Y con estas palabras salió de la estancia.
Micer Baard le siguió con la mirada. Su aspecto era lamentable, caído sobre los almohadones de terciopelo. Su hija, Vilborg y uno de los hombres le levantaron y se lo llevaron.
Cristina se quedó sola, en su puesto de honor, llorando sin parar. Cuando Erlend se le acercó, lo rechazó vivamente con las manos. Al cruzar la sala tropezó dos o tres veces, pero contestó que no, secamente, todas las veces que su marido le preguntó si estaba enferma.
Aquellas camas cerradas no le gustaban. En su casa las aislaban sólo con unos tapices que colgaban de los lados, no resultando así, tan calurosas y sofocantes. Hoy era peor que otras veces ¡le costaba tanto respirar! La masa dura que la oprimía exactamente debajo de las costillas era, a su entender la cabeza del niño. Se imaginaba la cabecita negra metida entre las raíces de su corazón. La ahogaba como cuando Erlend apoyaba su cabeza de negro cabello sobre el seno de su mujer. Pero hoy no encontraba agradable recordarlo.
—Bueno, ¿cuándo vas a dejar de llorar? —preguntó Erlend rodeando con su brazo los hombros de Cristina.
Estaba perfectamente sereno.
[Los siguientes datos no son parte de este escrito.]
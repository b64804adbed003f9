// Dashboard controller - slot lifecycles, display toggles, refresh fan-out
use std::sync::Arc;
use std::sync::atomic::{AtomicU64, Ordering};

use tokio::sync::Mutex;

use crate::application::chart_service::ChartService;
use crate::domain::dashboard::{ChartSlot, ChartState};
use crate::domain::dataset::ARCHIVE_ID;
use crate::domain::display::{AccumulationMode, DisplayMode, ScaleMode, UnitBase};
use crate::presentation::renderer::ChartRenderer;

/// Monotonic request token for one slot. A pipeline applies its result only
/// while the token it was issued is still the latest for that slot.
#[derive(Debug, Default)]
struct RequestToken {
    issued: AtomicU64,
}

impl RequestToken {
    fn issue(&self) -> u64 {
        self.issued.fetch_add(1, Ordering::SeqCst) + 1
    }

    fn current(&self) -> u64 {
        self.issued.load(Ordering::SeqCst)
    }
}

#[derive(Debug, Default)]
struct SlotTokens {
    totals: RequestToken,
    over_time: RequestToken,
    per_asset: RequestToken,
    geography: RequestToken,
}

#[derive(Debug, Clone, Copy, Default)]
struct SlotStates {
    totals: ChartState,
    over_time: ChartState,
    per_asset: ChartState,
    geography: ChartState,
}

impl SlotStates {
    fn get(&self, slot: ChartSlot) -> ChartState {
        match slot {
            ChartSlot::Totals => self.totals,
            ChartSlot::OverTime => self.over_time,
            ChartSlot::PerAsset => self.per_asset,
            ChartSlot::Geography => self.geography,
        }
    }

    fn set(&mut self, slot: ChartSlot, state: ChartState) {
        match slot {
            ChartSlot::Totals => self.totals = state,
            ChartSlot::OverTime => self.over_time = state,
            ChartSlot::PerAsset => self.per_asset = state,
            ChartSlot::Geography => self.geography = state,
        }
    }
}

#[derive(Debug, Clone)]
struct ControllerState {
    selected: String,
    mode: DisplayMode,
    slots: SlotStates,
}

/// Owns the selected identifier, the display mode, and one state machine
/// per slot; every trigger re-runs the chart pipelines concurrently.
pub struct DashboardController {
    service: ChartService,
    renderer: Arc<dyn ChartRenderer>,
    state: Mutex<ControllerState>,
    tokens: SlotTokens,
}

impl DashboardController {
    pub fn new(
        service: ChartService,
        renderer: Arc<dyn ChartRenderer>,
        initial_mode: DisplayMode,
    ) -> Self {
        Self {
            service,
            renderer,
            state: Mutex::new(ControllerState {
                selected: ARCHIVE_ID.to_string(),
                mode: initial_mode,
                slots: SlotStates::default(),
            }),
            tokens: SlotTokens::default(),
        }
    }

    pub async fn select_dataset(&self, dataset_id: &str) {
        let (dataset, mode) = {
            let mut state = self.state.lock().await;
            state.selected = dataset_id.to_string();
            (state.selected.clone(), state.mode)
        };
        self.refresh(&dataset, mode, true).await;
    }

    /// Toggle linear/logarithmic axes. The totals banner shows no axis, so
    /// it is left as-is.
    pub async fn set_scale(&self, scale: ScaleMode) {
        let (dataset, mode) = {
            let mut state = self.state.lock().await;
            state.mode.scale = scale;
            (state.selected.clone(), state.mode)
        };
        self.refresh(&dataset, mode, false).await;
    }

    pub async fn set_accumulation(&self, accumulation: AccumulationMode) {
        let (dataset, mode) = {
            let mut state = self.state.lock().await;
            state.mode.accumulation = accumulation;
            (state.selected.clone(), state.mode)
        };
        self.refresh(&dataset, mode, false).await;
    }

    /// Toggle decimal/binary prefixes. The banner quotes a formatted byte
    /// count, so this one re-renders the totals as well.
    pub async fn set_unit_base(&self, unit_base: UnitBase) {
        let (dataset, mode) = {
            let mut state = self.state.lock().await;
            state.mode.unit_base = unit_base;
            (state.selected.clone(), state.mode)
        };
        self.refresh(&dataset, mode, true).await;
    }

    pub async fn reload_all(&self) {
        let (dataset, mode) = {
            let state = self.state.lock().await;
            (state.selected.clone(), state.mode)
        };
        self.refresh(&dataset, mode, true).await;
    }

    pub async fn selected_dataset(&self) -> String {
        self.state.lock().await.selected.clone()
    }

    pub async fn display_mode(&self) -> DisplayMode {
        self.state.lock().await.mode
    }

    pub async fn slot_state(&self, slot: ChartSlot) -> ChartState {
        self.state.lock().await.slots.get(slot)
    }

    pub async fn failed_slots(&self) -> Vec<ChartSlot> {
        let state = self.state.lock().await;
        ChartSlot::ALL
            .into_iter()
            .filter(|slot| state.slots.get(*slot) == ChartState::Failed)
            .collect()
    }

    async fn refresh(&self, dataset_id: &str, mode: DisplayMode, include_totals: bool) {
        {
            let mut state = self.state.lock().await;
            if include_totals {
                state.slots.set(ChartSlot::Totals, ChartState::Loading);
            }
            state.slots.set(ChartSlot::OverTime, ChartState::Loading);
            state.slots.set(ChartSlot::PerAsset, ChartState::Loading);
            state.slots.set(ChartSlot::Geography, ChartState::Loading);
        }

        let totals = async {
            if include_totals {
                self.run_totals(dataset_id, mode).await;
            }
        };
        futures::join!(
            totals,
            self.run_daily(dataset_id, mode),
            self.run_assets(dataset_id, mode),
            self.run_regions(dataset_id, mode),
        );
    }

    async fn run_totals(&self, dataset_id: &str, mode: DisplayMode) {
        let slot = ChartSlot::Totals;
        let token = self.tokens.totals.issue();
        let result = self.service.totals_banner(dataset_id, mode);

        // The token re-check, the render, and the state write share one lock
        // hold, so a stale pipeline never overwrites a newer trigger's slot.
        let mut state = self.state.lock().await;
        if token != self.tokens.totals.current() {
            tracing::debug!("discarding stale totals for {}", dataset_id);
            return;
        }
        match result {
            Ok(banner) => {
                self.renderer.show_message(slot, &banner);
                state.slots.set(slot, ChartState::Ready);
            }
            Err(error) => {
                tracing::error!("totals lookup failed for {}: {}", dataset_id, error);
                self.renderer.show_message(slot, slot.failure_message());
                state.slots.set(slot, ChartState::Failed);
            }
        }
    }

    async fn run_daily(&self, dataset_id: &str, mode: DisplayMode) {
        let slot = ChartSlot::OverTime;
        let token = self.tokens.over_time.issue();
        let result = self.service.daily_traffic(dataset_id, mode).await;

        let mut state = self.state.lock().await;
        if token != self.tokens.over_time.current() {
            tracing::debug!("discarding stale per-day result for {}", dataset_id);
            return;
        }
        match result {
            Ok(figure) => {
                self.renderer.show_chart(slot, &figure);
                state.slots.set(slot, ChartState::Ready);
            }
            Err(error) => {
                tracing::error!("per-day pipeline failed for {}: {}", dataset_id, error);
                self.renderer.show_message(slot, slot.failure_message());
                state.slots.set(slot, ChartState::Failed);
            }
        }
    }

    async fn run_assets(&self, dataset_id: &str, mode: DisplayMode) {
        let slot = ChartSlot::PerAsset;
        let token = self.tokens.per_asset.issue();
        let result = self.service.asset_histogram(dataset_id, mode).await;

        let mut state = self.state.lock().await;
        if token != self.tokens.per_asset.current() {
            tracing::debug!("discarding stale per-asset result for {}", dataset_id);
            return;
        }
        match result {
            Ok(Some(figure)) => {
                self.renderer.show_chart(slot, &figure);
                state.slots.set(slot, ChartState::Ready);
            }
            // The aggregate view renders nothing here.
            Ok(None) => {
                self.renderer.clear(slot);
                state.slots.set(slot, ChartState::Ready);
            }
            Err(error) => {
                tracing::error!("per-asset pipeline failed for {}: {}", dataset_id, error);
                self.renderer.show_message(slot, slot.failure_message());
                state.slots.set(slot, ChartState::Failed);
            }
        }
    }

    async fn run_regions(&self, dataset_id: &str, mode: DisplayMode) {
        let slot = ChartSlot::Geography;
        let token = self.tokens.geography.issue();
        let result = self.service.region_heatmap(dataset_id, mode).await;

        let mut state = self.state.lock().await;
        if token != self.tokens.geography.current() {
            tracing::debug!("discarding stale heatmap for {}", dataset_id);
            return;
        }
        match result {
            Ok(figure) => {
                self.renderer.show_chart(slot, &figure);
                state.slots.set(slot, ChartState::Ready);
            }
            Err(error) => {
                tracing::error!("heatmap pipeline failed for {}: {}", dataset_id, error);
                self.renderer.show_message(slot, slot.failure_message());
                state.slots.set(slot, ChartState::Failed);
            }
        }
    }
}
Soportaba la bebida y en general bebía muy poco. Cristina pensaba que aquello jamás hubiera ocurrido en su casa. Nunca había oído a nadie decirse palabras de odio y envidia y desenterrar cosas que más hubiera valido dejar enterradas. Había visto muchas veces a su padre andar tambaleándose bajo el efecto de una fuerte borrachera en su casa llena de gente ebria, pero nunca había llegado al extremo de tener que llamar al orden a nadie sino que, por el contrario, la paz y la amabilidad reinaban hasta que la gente se caía de los bancos y se quedaba dormida en medio de la alegría y la comprensión.
—Querida mía, no lo tomes tan a pecho —suplicó Erlend.
—Y Micer Baard… —exclamó Cristina volviendo a sollozar—. Portarse de este modo… él, que hablaba a mi padre como si con él viniera la palabra de Dios… sí, así me lo dijo Munan cuando los esponsales.
Y Erlend contestó en voz baja:
—Sí, Cristina, sé que tengo motivos para bajar la vista ante tu padre. Él es un hombre honrado, pero mi padre adoptivo no es malo tampoco. Inga, la madre de Pablo y Vilborg, estuvo paralizada y enferma durante seis años antes de morir. Esto ocurrió antes de que yo fuera a Hestnes, pero lo he oído contar. Jamás un marido cuidó a su mujer enferma con más fidelidad y afecto. Y fue en esta época cuando Ulf vino al mundo…
—La vergüenza es, pues, mucho mayor… ¡con la sirvienta de una mujer enferma!
—Eres tan infantil a veces que no se puede hablar contigo —murmuró Erlend desanimado—. Santo Dios, Cristina, cumplirás veinte años esta primavera y hace varios inviernos ya que se te puede considerar una verdadera mujer…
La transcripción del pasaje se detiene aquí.